BCP (Business Continuity Planning)
Name variants
- English
- BCP (Business Continuity Planning)
- Kanji
- 事業継続計画
Quality / Updated / COI
- Quality
- Reviewed
- Updated
- Source
- Citations & Trust
- COI
- none
TL;DR
Business continuity planning helps prioritize resilience investments by clarifying critical process recovery needs and the trade-offs between cost and resilience. It keeps scope and assumptions aligned.
Definition
Business continuity planning prepares an organization to maintain critical operations during disruptions. It specifies the unit of analysis and the assumptions behind recovery needs, including risk scenarios and recovery time objectives. The concept separates what is in scope (critical process mapping, backups, and alternative sites) from what is out of scope (nonessential improvements not tied to continuity), so comparisons stay consistent. Applied well, it turns a vague debate into a measurable choice and makes the drivers of results explicit.
Decision impact
- Use Business Continuity Planning to decide resilience investments, because it exposes recovery needs and the trade-off with cost versus resilience.
- It changes budgeting and prioritization by making risk scenarios and recovery time objectives explicit and reviewable.

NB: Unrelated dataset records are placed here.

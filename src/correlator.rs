//! Correlator (component F): the only component that sees both the Device
//! Stream's HID-backed transitions and the Host Stream Tap's events, and the
//! only owner of `CorrelatorState`. Its two decision functions are O(1) and
//! must never block, since the host tap callback that calls them runs on the
//! system's event-dispatch thread.

use std::collections::HashMap;
use std::sync::Mutex;
use std::time::Duration;

/// Block/pass outcome of a decision function.
#[derive(Debug, Clone, Copy, PartialEq, Eq)]
pub enum Decision {
    Block,
    Pass,
}

/// `pressed`, `last_hid_down`, `last_hid_up` from the data model (§3),
/// behind the single mutex both D and E synchronize on.
#[derive(Debug, Default)]
struct Maps {
    pressed: std::collections::HashSet<i32>,
    last_hid_down: HashMap<i32, u64>,
    last_hid_up: HashMap<i32, u64>,
}

/// Owns `CorrelatorState` for one Session. `hold_ttl_millis` and
/// `initial_window_millis` are loaded from configuration (§4.F: "10s"/"80ms"
/// are the defaults, not hard-coded constants).
pub struct Correlator {
    maps: Mutex<Maps>,
    hold_ttl_millis: u64,
    initial_window_millis: u64,
    janitor_max_age_millis: u64,
    janitor_cap: usize,
}

impl Correlator {
    pub fn new(hold_ttl: Duration, initial_window: Duration, janitor_max_age: Duration, janitor_cap: usize) -> Self {
        Self {
            maps: Mutex::new(Maps::default()),
            hold_ttl_millis: hold_ttl.as_millis() as u64,
            initial_window_millis: initial_window.as_millis() as u64,
            janitor_max_age_millis: janitor_max_age.as_millis() as u64,
            janitor_cap,
        }
    }

    /// Called by Device Stream (component D) on every emitted Keystroke
    /// (§4.D) to record when the target device itself last transitioned.
    /// Only the decision functions below mutate `pressed` — if D set it
    /// directly here, every host Down arriving within `HOLD_TTL` (10s)
    /// of a HID Down would block via the "already pressed" branch, which
    /// would wrongly swallow the `INITIAL_WINDOW` (80ms) boundary that
    /// tells a same-key-code host event from a *different* device apart.
    pub fn record_hid_down(&self, key_code: i32, at_millis: u64) {
        let mut maps = self.maps.lock().unwrap();
        maps.last_hid_down.insert(key_code, at_millis);
    }

    pub fn record_hid_up(&self, key_code: i32, at_millis: u64) {
        let mut maps = self.maps.lock().unwrap();
        maps.last_hid_up.insert(key_code, at_millis);
    }

    /// `should_block_down` from §4.F, driven by the Host Stream Tap.
    pub fn should_block_down(&self, key_code: i32, at_millis: u64) -> Decision {
        let mut maps = self.maps.lock().unwrap();

        if maps.pressed.contains(&key_code) {
            let last_down = maps.last_hid_down.get(&key_code).copied().unwrap_or(0);
            if at_millis.saturating_sub(last_down) > self.hold_ttl_millis {
                warn!("stale correlation entry for key {key_code}, passing through");
                maps.pressed.remove(&key_code);
                return Decision::Pass;
            }
            return Decision::Block;
        }

        if let Some(&last_down) = maps.last_hid_down.get(&key_code) {
            if at_millis.saturating_sub(last_down) <= self.initial_window_millis {
                maps.pressed.insert(key_code);
                return Decision::Block;
            }
        }

        Decision::Pass
    }

    /// `should_block_up` from §4.F.
    pub fn should_block_up(&self, key_code: i32) -> Decision {
        let mut maps = self.maps.lock().unwrap();
        if maps.pressed.remove(&key_code) {
            Decision::Block
        } else {
            Decision::Pass
        }
    }

    /// Prunes entries older than `janitor_max_age` and enforces the hard
    /// size cap, pruning the oldest entries first (§4.F).
    pub fn run_janitor(&self, now_millis: u64) {
        let mut maps = self.maps.lock().unwrap();

        maps.last_hid_down.retain(|_, &mut at| now_millis.saturating_sub(at) <= self.janitor_max_age_millis);
        maps.last_hid_up.retain(|_, &mut at| now_millis.saturating_sub(at) <= self.janitor_max_age_millis);

        prune_to_cap(&mut maps.last_hid_down, self.janitor_cap);
        prune_to_cap(&mut maps.last_hid_up, self.janitor_cap);
    }

    /// Size of `pressed`, for tests and for `SessionStatus`-adjacent
    /// diagnostics; never read on the hot decision path.
    pub fn pressed_len(&self) -> usize {
        self.maps.lock().unwrap().pressed.len()
    }
}

fn prune_to_cap(map: &mut HashMap<i32, u64>, cap: usize) {
    if map.len() <= cap {
        return;
    }
    let mut by_age: Vec<(i32, u64)> = map.iter().map(|(&k, &v)| (k, v)).collect();
    by_age.sort_by_key(|&(_, at)| at);
    let excess = map.len() - cap;
    for (key, _) in by_age.into_iter().take(excess) {
        map.remove(&key);
    }
}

- It informs adjustments when incidents or supply disruptions occur, so the decision stays grounded in current conditions.
Key takeaways
- Define the unit and time horizon before comparing recovery needs across options.
- Track the primary driver (recovery time objective) separately from secondary noise.
- Run sensitivity checks on backup coverage and supplier redundancy to avoid false precision.
- Document data sources and calculation steps so results are auditable.
- Revisit the plan when the business model or market context changes.
Misconceptions
- A continuity plan is not a one-time document; it requires testing and updates.
- Backups alone do not ensure recovery without clear procedures and roles.
- Low-probability events can still justify planning if impact is high.
Worked example
A manufacturer compares adding a secondary supplier versus holding extra inventory. It models downtime costs, recovery time objectives, and disruption scenarios, then tests assumptions about supplier reliability. The analysis shows dual sourcing reduces expected downtime, so the team secures a backup contract. After implementation, they run tabletop tests and update the plan after a regional outage.